Both Mom and Grandma had a clothes line when I was young. At a very young age, as soon as I could reach the clothesline, I was taught to hang the clothes out to dry and then bring them back into the house. This gave the womenfolk time for other chores. This is what I was taught.
THE BASIC RULES FOR CLOTHESLINES:
(If you don't know whatclotheslines are, better skip this.)
1. You had to wash the clothesline before hanging any clothes. Walk the entire length of each line wiping the line with a damp cloth.
2. You had to hang the clothes in a certain order, and always hang "whites" with "whites," and hang them first.
3. You never hung a shirt by the shoulders - always by the tail! What would the neighbours think?
4. Wash day on a Monday . . . Never hang clothes on the weekend, certainly not Sunday, for Heaven's sake!
5. Hang the sheets and towels on the outside lines so you could hide your "unmentionables" in the middle (perverts & busybodies, y'know!)
6. It didn't matter if it was sub-zero weather . . . Clothes would "freeze-dry."
7. Always gather the clothespins when taking down dry clothes! Pins left on the lines were "tacky!"
8. If you were efficient, you would line the clothes up so that each item did not need two clothes pins, but shared one of the clothespins with the next washed item.
9. Clothes had to be off the line before dinner time, neatly folded in the clothes basket, and ready to be ironed.
10. IRONED? Well, that's a whole other subject!
And this little poem also stirred up a few pleasant memories.

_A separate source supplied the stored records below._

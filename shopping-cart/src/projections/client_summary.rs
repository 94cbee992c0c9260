//! Per-client totals across all of a client's carts.
//!
//! Item and status events carry only the cart id, so the projection keeps a
//! second table mapping each pending cart to its client and running totals.
//! That index row is written on open, updated on item changes and removed
//! when the cart closes, at which point its totals move from the pending
//! figures of the summary into the confirmed or canceled ones.

use super::{contradiction, overflow};
use crate::events::ShoppingCartEvent;
use crate::types::{ClientId, Money, PricedProductItem, ShoppingCartId};
use composable_es_core::projection::{Projection, ProjectionStore, Result};
use composable_es_projections::ReadModelTable;
use serde::{Deserialize, Serialize};
use std::sync::Arc;

/// Key prefix of [`ClientShoppingSummary`] rows.
pub const PREFIX: &str = "client_summary:";

/// Key prefix of the cart → client index rows.
pub const CART_INDEX_PREFIX: &str = "client_cart:";

/// Cart counts and amounts of one client, keyed by client id.
#[derive(Clone, Debug, Default, PartialEq, Eq, Serialize, Deserialize)]
pub struct ClientShoppingSummary {
    /// Carts still pending
    pub pending_count: u32,
    /// Carts confirmed
    pub confirmed_count: u32,
    /// Carts canceled
    pub canceled_count: u32,
    /// Units across pending carts
    pub pending_items_count: u64,
    /// Amount across pending carts
    pub pending_amount: Money,
    /// Amount of confirmed carts
    pub confirmed_amount: Money,
}

/// Running totals of one pending cart.
#[derive(Clone, Debug, PartialEq, Eq, Serialize, Deserialize)]
pub struct ClientCart {
    /// Owning client
    pub client_id: ClientId,
    /// Units in the cart
    pub items_count: u32,
    /// Amount of the cart
    pub amount: Money,
}

/// Maintains [`ClientShoppingSummary`] and its cart index.
pub struct ClientShoppingSummaryProjection<S> {
    summaries: ReadModelTable<S, ClientShoppingSummary>,
    carts: ReadModelTable<S, ClientCart>,
}

impl<S: ProjectionStore> ClientShoppingSummaryProjection<S> {
    /// Create the projection over `store`.
    #[must_use]
    pub fn new(store: Arc<S>) -> Self {
        Self {
            summaries: ReadModelTable::new(Arc::clone(&store), PREFIX),
            carts: ReadModelTable::new(store, CART_INDEX_PREFIX),
        }
    }

    async fn opened(&self, cart_id: &ShoppingCartId, client_id: &ClientId) -> Result<()> {
        let mut summary = self.summaries.load(client_id).await?.unwrap_or_default();
        summary.pending_count = summary
            .pending_count
            .checked_add(1)
            .ok_or_else(|| overflow(&self.summaries.key(client_id)))?;

        let cart = ClientCart {
            client_id: *client_id,
            items_count: 0,
            amount: Money::ZERO,
        };
        self.carts.save(cart_id, &cart).await?;
        self.summaries.save(client_id, &summary).await
    }

    async fn items_changed(
        &self,
        cart_id: &ShoppingCartId,
        item: &PricedProductItem,
        added: bool,
    ) -> Result<()> {
        let mut cart = self.carts.require(self.name(), cart_id).await?;
        let mut summary = self.summaries.require(self.name(), cart.client_id).await?;
        let cart_key = self.carts.key(cart_id);
        let summary_key = self.summaries.key(cart.client_id);
        let amount = item.checked_total_amount().ok_or_else(|| overflow(&cart_key))?;
        let quantity = u64::from(item.quantity);

        if added {
            cart.items_count = cart
                .items_count
                .checked_add(item.quantity)
                .ok_or_else(|| overflow(&cart_key))?;
            cart.amount = cart.amount.checked_add(amount).ok_or_else(|| overflow(&cart_key))?;
            summary.pending_items_count = summary
                .pending_items_count
                .checked_add(quantity)
                .ok_or_else(|| overflow(&summary_key))?;
            summary.pending_amount = summary
                .pending_amount
                .checked_add(amount)
                .ok_or_else(|| overflow(&summary_key))?;
        } else {
            cart.items_count = cart.items_count.checked_sub(item.quantity).ok_or_else(|| {
                contradiction(
                    &cart_key,
                    format!("holds {} units, event removes {}", cart.items_count, item.quantity),
                )
            })?;
            cart.amount = cart.amount.checked_sub(amount).ok_or_else(|| overflow(&cart_key))?;
            summary.pending_items_count = summary
                .pending_items_count
                .checked_sub(quantity)
                .ok_or_else(|| {
                    contradiction(
                        &summary_key,
                        format!(
                            "holds {} pending units, event removes {quantity}",
                            summary.pending_items_count
                        ),
                    )
                })?;
            summary.pending_amount = summary
                .pending_amount
                .checked_sub(amount)
                .ok_or_else(|| overflow(&summary_key))?;
        }

        self.carts.save(cart_id, &cart).await?;
        self.summaries.save(cart.client_id, &summary).await
    }

    async fn closed(&self, cart_id: &ShoppingCartId, confirmed: bool) -> Result<()> {
        let cart = self.carts.require(self.name(), cart_id).await?;
        let mut summary = self.summaries.require(self.name(), cart.client_id).await?;
        let key = self.summaries.key(cart.client_id);

        summary.pending_count = summary
            .pending_count
            .checked_sub(1)
            .ok_or_else(|| contradiction(&key, "holds no pending cart to close"))?;
        summary.pending_items_count = summary
            .pending_items_count
            .checked_sub(u64::from(cart.items_count))
            .ok_or_else(|| {
                contradiction(
                    &key,
                    format!(
                        "holds {} pending units, closing cart holds {}",
                        summary.pending_items_count, cart.items_count
                    ),
                )
            })?;
        summary.pending_amount = summary
            .pending_amount
            .checked_sub(cart.amount)
            .ok_or_else(|| overflow(&key))?;
        if confirmed {
            summary.confirmed_count = summary.confirmed_count.checked_add(1).ok_or_else(|| overflow(&key))?;
            summary.confirmed_amount = summary
                .confirmed_amount
                .checked_add(cart.amount)
                .ok_or_else(|| overflow(&key))?;
        } else {
            summary.canceled_count = summary.canceled_count.checked_add(1).ok_or_else(|| overflow(&key))?;
        }

        self.carts.delete(cart_id).await?;
        self.summaries.save(cart.client_id, &summary).await
    }
}

impl<S: ProjectionStore> Projection for ClientShoppingSummaryProjection<S> {
    type Event = ShoppingCartEvent;

    fn name(&self) -> &str {
        "client_shopping_summary"
    }

    async fn apply_event(&self, event: &ShoppingCartEvent) -> Result<()> {
        tracing::debug!(
            cart_id = %event.cart_id(),
            event_type = composable_es_core::event::Event::event_type(event),
            "Updating client summary"
        );
        match event {
            ShoppingCartEvent::Opened {
                cart_id, client_id, ..
            } => self.opened(cart_id, client_id).await,
            ShoppingCartEvent::ProductItemAdded { cart_id, item, .. } => {
                self.items_changed(cart_id, item, true).await
            }
            ShoppingCartEvent::ProductItemRemoved { cart_id, item, .. } => {
                self.items_changed(cart_id, item, false).await
            }
            ShoppingCartEvent::Confirmed { cart_id, .. } => self.closed(cart_id, true).await,
            ShoppingCartEvent::Canceled { cart_id, .. } => self.closed(cart_id, false).await,
        }
    }

    async fn rebuild(&self) -> Result<()> {
        self.summaries.clear().await?;
        self.carts.clear().await?;
        Ok(())
    }
}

Thank you, Betty.
A clothesline was a news forecast
To neighbors passing by.
There were no secrets you could keep
When clothes were hung to dry.
It also was a friendly link For neighbors always knew
If company had stopped on by
To spend a night or two. For then you'd see the "fancy sheets" And towels upon the line;
You'd see the "company table cloths" With intricate designs.
The line announced a baby's birth From folks who lived inside -
As brand new infant clothes were hung, So carefully with pride!
The ages of the children could
So readily be known
By watching how the sizes changed,
You'd know how much they'd grown!
It also told when illness struck,
As extra sheets were hung;
Then nightclothes, and a bathrobe, too,
Haphazardly were strung.
It also said, "Gone on vacation now"
When lines hung limp and bare.
It told, "We're back!" when full lines sagged
With not an inch to spare!
New folks in town were scorned upon
If wash was dingy and gray,
As neighbors carefully raised their brows,
And looked the other way . . ..
But clotheslines now are of the past,
For dryers make work much less.
Now what goes on inside a home
Is anybody's guess!
I really miss that way of life.
It was a friendly sign
When neighbors knew each other best
By what hung on the line!
I still use my clothesline if I can, though now I have to climb a steep set of stairs to access it from the upper deck. Still, there's nothing so pleasant as the fragrance that comes from the fresh air when clothes are hung out to dry.
I also find it relaxing and good exercise to hang clothes on the line. If there's a brisk breeze, towels couldn't be softer. How times have changed.